What I find here, in connecting Vince’s past and present blogs, is a favouring, perhaps, of one particular “jangling of the nerves” — an unconditional one — and, as such, a jangling which, again, looks beyond contingent expressions, leading him to acknowledge the ways in which “modern philosophy, particularly aesthetic philosophy, driven for centuries with all its enlightened instincts away from religion, comes at its edge once more and continually into contact with theology.”
This is because what transcendental philosophies — and even transcendental politics — share with modern religion is a (somewhat performative) attempt to commune with that which is outside themselves. It considers its conditions of existence, establishing an outside of which it can say nothing. This has been the effect of Kantian philosophy on the world as we know it. What we find in Kant is precisely an attempt to give thought its conditions; to sketch out its edges, the areas beyond which thought itself cannot go. We find this within most popular conceptions of accelerationism too, placing conditions on politics in order to adequately describe their limits. As such, whether we call this radical Outside “Nature” or “God” or “the thing-in-itself” or the “Other” or “Cthulhu”, what we find is the acknowledgement of a process which is beyond ourselves but of which we can say nothing in particular. So, for Kant, everything we experience is conditioned by perception. We cannot speak to the world as it would be without us. We cannot even speak of ourselves understood outside of perception and it is from here that we find the limit of Lovecraftian horror and Catholic reasoning.

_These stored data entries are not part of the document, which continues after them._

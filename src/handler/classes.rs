// handlers/classes.rs
use std::sync::Arc;

use axum::{
    extract::{Path, Query},
    middleware,
    response::IntoResponse,
    routing::{delete, get, post, put},
    Extension, Json, Router,
};
use uuid::Uuid;
use validator::Validate;

use crate::{
    db::classdb::ClassExt,
    dtos::classdtos::*,
    error::HttpError,
    middleware::{permission_check, Action, JWTAuthMiddeware},
    models::{classmodel::*, usermodel::UserRole},
    AppState,
};

pub fn class_handler() -> Router {
    Router::new()
        // Class request routes
        .route(
            "/requests",
            post(create_class_request)
                .layer(middleware::from_fn(|req, next| {
                    permission_check(req, next, Action::CreateClass)
                }))
                .get(list_classes),
        )
        .route(
            "/requests/:class_id",
            delete(delete_class)
                .layer(middleware::from_fn(|req, next| {
                    permission_check(req, next, Action::DeleteClass)
                }))
                .get(get_class_details),
        )
        .route(
            "/requests/:class_id/approve",
            put(approve_class).layer(middleware::from_fn(|req, next| {
                permission_check(req, next, Action::ApproveClass)
            })),
        )
        .route(
            "/requests/:class_id/reject",
            put(reject_class).layer(middleware::from_fn(|req, next| {
                permission_check(req, next, Action::RejectClass)
            })),
        )
        .route(
            "/requests/:class_id/complete",
            put(complete_class).layer(middleware::from_fn(|req, next| {
                permission_check(req, next, Action::CompleteClass)
            })),
        )
        // Tutor application routes
        .route(
            "/requests/:class_id/applications",
            post(submit_application)
                .layer(middleware::from_fn(|req, next| {
                    permission_check(req, next, Action::SubmitApplication)
                }))
                .get(get_class_applications),
        )
        .route("/applications/mine", get(get_my_applications))
        .route(
            "/applications/:application_id/approve",
            put(approve_application).layer(middleware::from_fn(|req, next| {
                permission_check(req, next, Action::ApproveApplication)
            })),
        )
        .route(
            "/applications/:application_id/reject",
            put(reject_application).layer(middleware::from_fn(|req, next| {
                permission_check(req, next, Action::RejectApplication)
            })),
        )
        // Contract routes
        .route(
            "/requests/:class_id/contract",
            post(create_contract).layer(middleware::from_fn(|req, next| {
                permission_check(req, next, Action::CreateContract)
            })),
        )
        .route("/contracts/:contract_id", get(get_contract))
        .route(
            "/contracts/:contract_id/status",
            put(update_contract_status).layer(middleware::from_fn(|req, next| {
                permission_check(req, next, Action::UpdateContract)
            })),
        )
}

// Class Request Handlers
pub async fn create_class_request(
    Extension(app_state): Extension<Arc<AppState>>,
    Extension(auth): Extension<JWTAuthMiddeware>,
    Json(body): Json<CreateClassRequestDto>,
) -> Result<impl IntoResponse, HttpError> {
    body.validate()
        .map_err(|e| HttpError::bad_request(e.to_string()))?;

    let class = app_state
        .class_service
        .create_class_request(auth.user.id, body)
        .await?;

    Ok(Json(ApiResponse::success(
        "Class request created successfully",
        class,
    )))
}

pub async fn list_classes(
    Extension(app_state): Extension<Arc<AppState>>,
    Extension(auth): Extension<JWTAuthMiddeware>,
    Query(params): Query<ClassQueryDto>,
) -> Result<impl IntoResponse, HttpError> {
    params
        .validate()
        .map_err(|e| HttpError::bad_request(e.to_string()))?;

    let page = params.page.unwrap_or(1);
    let limit = params.limit.unwrap_or(10);
    let offset = ((page - 1) * limit) as i64;

    let classes = match auth.user.role {
        UserRole::Admin | UserRole::Staff => {
            app_state
                .db_client
                .get_classes(params.status, limit as i64, offset)
                .await
        }
        UserRole::Customer => {
            app_state
                .db_client
                .get_classes_by_customer(auth.user.id)
                .await
        }
        // Tutors only browse classes that are open for applications
        UserRole::Tutor => {
            app_state
                .db_client
                .get_classes(Some(ClassStatus::Approved), limit as i64, offset)
                .await
        }
    }
    .map_err(|e| HttpError::server_error(e.to_string()))?;

    Ok(Json(ClassesResponse {
        status: "success".to_string(),
        message: "Class requests retrieved successfully".to_string(),
        data: classes,
    }))
}

pub async fn get_class_details(
    Extension(app_state): Extension<Arc<AppState>>,
    Extension(auth): Extension<JWTAuthMiddeware>,
    Path(class_id): Path<Uuid>,
) -> Result<impl IntoResponse, HttpError> {
    let class = app_state
        .db_client
        .get_class_by_id(class_id)
        .await
        .map_err(|e| HttpError::server_error(e.to_string()))?
        .ok_or_else(|| HttpError::not_found("Class request not found"))?;

    let is_staff = matches!(auth.user.role, UserRole::Admin | UserRole::Staff);
    let is_owner = class.customer_id == auth.user.id;

    // Applications and contracts are only disclosed to staff and the owning customer
    let (applications, contracts) = if is_staff || is_owner {
        let applications = app_state
            .db_client
            .get_applications_by_class(class_id)
            .await
            .map_err(|e| HttpError::server_error(e.to_string()))?;

        let contracts = app_state
            .db_client
            .get_contracts_by_class(class_id)
            .await
            .map_err(|e| HttpError::server_error(e.to_string()))?;

        (applications, contracts)
    } else {
        (vec![], vec![])
    };

    Ok(Json(ApiResponse::success(
        "Class request retrieved successfully",
        ClassDetailResponse {
            class,
            applications,
            contracts,
        },
    )))
}

pub async fn approve_class(
    Extension(app_state): Extension<Arc<AppState>>,
    Path(class_id): Path<Uuid>,
) -> Result<impl IntoResponse, HttpError> {
    let class = app_state.class_service.approve_class(class_id).await?;

    Ok(Json(ApiResponse::success(
        "Class request approved successfully",
        class,
    )))
}

pub async fn reject_class(
    Extension(app_state): Extension<Arc<AppState>>,
    Path(class_id): Path<Uuid>,
) -> Result<impl IntoResponse, HttpError> {
    let class = app_state.class_service.reject_class(class_id).await?;

    Ok(Json(ApiResponse::success(
        "Class request rejected successfully",
        class,
    )))
}

pub async fn complete_class(
    Extension(app_state): Extension<Arc<AppState>>,
    Path(class_id): Path<Uuid>,
) -> Result<impl IntoResponse, HttpError> {
    let class = app_state.class_service.complete_class(class_id).await?;

    Ok(Json(ApiResponse::success(
        "Class request completed successfully",
        class,
    )))
}

pub async fn delete_class(
    Extension(app_state): Extension<Arc<AppState>>,
    Path(class_id): Path<Uuid>,
) -> Result<impl IntoResponse, HttpError> {
    app_state.class_service.delete_class(class_id).await?;

    Ok(Json(ApiResponse::success(
        "Class request deleted successfully",
        (),
    )))
}

// Tutor Application Handlers
pub async fn submit_application(
    Extension(app_state): Extension<Arc<AppState>>,
    Extension(auth): Extension<JWTAuthMiddeware>,
    Path(class_id): Path<Uuid>,
    Json(body): Json<CreateApplicationDto>,
) -> Result<impl IntoResponse, HttpError> {
    body.validate()
        .map_err(|e| HttpError::bad_request(e.to_string()))?;

    let application = app_state
        .class_service
        .submit_application(auth.user.id, class_id, body.self_introduction)
        .await?;

    Ok(Json(ApiResponse::success(
        "Application submitted successfully",
        application,
    )))
}

pub async fn get_class_applications(
    Extension(app_state): Extension<Arc<AppState>>,
    Extension(auth): Extension<JWTAuthMiddeware>,
    Path(class_id): Path<Uuid>,
) -> Result<impl IntoResponse, HttpError> {
    let class = app_state
        .db_client
        .get_class_by_id(class_id)
        .await
        .map_err(|e| HttpError::server_error(e.to_string()))?
        .ok_or_else(|| HttpError::not_found("Class request not found"))?;

    let is_staff = matches!(auth.user.role, UserRole::Admin | UserRole::Staff);
    if !is_staff && class.customer_id != auth.user.id {
        return Err(HttpError::unauthorized(
            "Not authorized to view applications for this class",
        ));
    }

    let applications = app_state
        .db_client
        .get_applications_by_class(class_id)
        .await
        .map_err(|e| HttpError::server_error(e.to_string()))?;

    Ok(Json(ApiResponse::success(
        "Applications retrieved successfully",
        applications,
    )))
}

pub async fn get_my_applications(
    Extension(app_state): Extension<Arc<AppState>>,
    Extension(auth): Extension<JWTAuthMiddeware>,
) -> Result<impl IntoResponse, HttpError> {
    let applications = app_state
        .db_client
        .get_applications_by_tutor(auth.user.id)
        .await
        .map_err(|e| HttpError::server_error(e.to_string()))?;

    Ok(Json(ApiResponse::success(
        "Applications retrieved successfully",
        applications,
    )))
}

pub async fn approve_application(
    Extension(app_state): Extension<Arc<AppState>>,
    Path(application_id): Path<Uuid>,
) -> Result<impl IntoResponse, HttpError> {
    let application = app_state
        .class_service
        .approve_application(application_id)
        .await?;

    Ok(Json(ApiResponse::success(
        "Application approved successfully",
        application,
    )))
}

pub async fn reject_application(
    Extension(app_state): Extension<Arc<AppState>>,
    Path(application_id): Path<Uuid>,
) -> Result<impl IntoResponse, HttpError> {
    let application = app_state
        .class_service
        .reject_application(application_id)
        .await?;

    Ok(Json(ApiResponse::success(
        "Application rejected successfully",
        application,
    )))
}

// Contract Handlers
pub async fn create_contract(
    Extension(app_state): Extension<Arc<AppState>>,
    Path(class_id): Path<Uuid>,
    Json(body): Json<CreateContractDto>,
) -> Result<impl IntoResponse, HttpError> {
    body.validate()
        .map_err(|e| HttpError::bad_request(e.to_string()))?;

    let result = app_state
        .contract_service
        .create_contract(class_id, body)
        .await?;

    Ok(Json(ApiResponse::success(
        "Contract created successfully",
        result,
    )))
}

pub async fn get_contract(
    Extension(app_state): Extension<Arc<AppState>>,
    Extension(auth): Extension<JWTAuthMiddeware>,
    Path(contract_id): Path<Uuid>,
) -> Result<impl IntoResponse, HttpError> {
    let contract = app_state
        .db_client
        .get_contract_by_id(contract_id)
        .await
        .map_err(|e| HttpError::server_error(e.to_string()))?
        .ok_or_else(|| HttpError::not_found("Contract not found"))?;

    let is_staff = matches!(auth.user.role, UserRole::Admin | UserRole::Staff);
    let is_party = contract.customer_id == auth.user.id || contract.tutor_id == auth.user.id;

    if !is_staff && !is_party {
        return Err(HttpError::unauthorized("Not authorized to view this contract"));
    }

    Ok(Json(ApiResponse::success(
        "Contract retrieved successfully",
        contract,
    )))
}

pub async fn update_contract_status(
    Extension(app_state): Extension<Arc<AppState>>,
    Path(contract_id): Path<Uuid>,
    Json(body): Json<UpdateContractStatusDto>,
) -> Result<impl IntoResponse, HttpError> {
    let contract = app_state
        .contract_service
        .update_contract_status(contract_id, body.status)
        .await?;

    Ok(Json(ApiResponse::success(
        "Contract status updated successfully",
        contract,
    )))
}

But the story does not end there. To finish the story with our terror before the unthinkable and unimaginable is, arguably, to accept impotence, failing to consider the thought that has emerged after this.
This is something I’m researching at the moment — the development and critique of Kantian thought to be found amongst the Post-Kantian German Idealists. Friedrich Wilhelm Joseph von Schelling, in particular, emerges as an important figure who attempts to address the recursive nature of Kant’s position. Yes, we can say nothing of the “Outside”, but at the same time we must acknowledge that we ourselves are a product of it. Just as Judeo-Christian theology insists that we have been made in God’s image, we find a Post-Kantian thought which finds that whilst “Nature” may be inaccessible to us “in itself”, we also are nature-in-itself, and so thought becomes a way in which nature thinks itself. As Iain Hamilton Grant writes in his book Philosophies of Nature After Schelling:
… the grounds of the finitude of transcendental reflection are not simply logical, as Hegel will present it, but rather physical, and concern the relation between productivity and product. The transcendental is productive in the pursuit of conditions, but, having established such conditions as conditions, mere product when it accordingly determines a thought as thus conditions. There is an energetic cost, in other words, to thought about thought. [ ](https://8ch.net/pol/res/13044485.html#q13084013)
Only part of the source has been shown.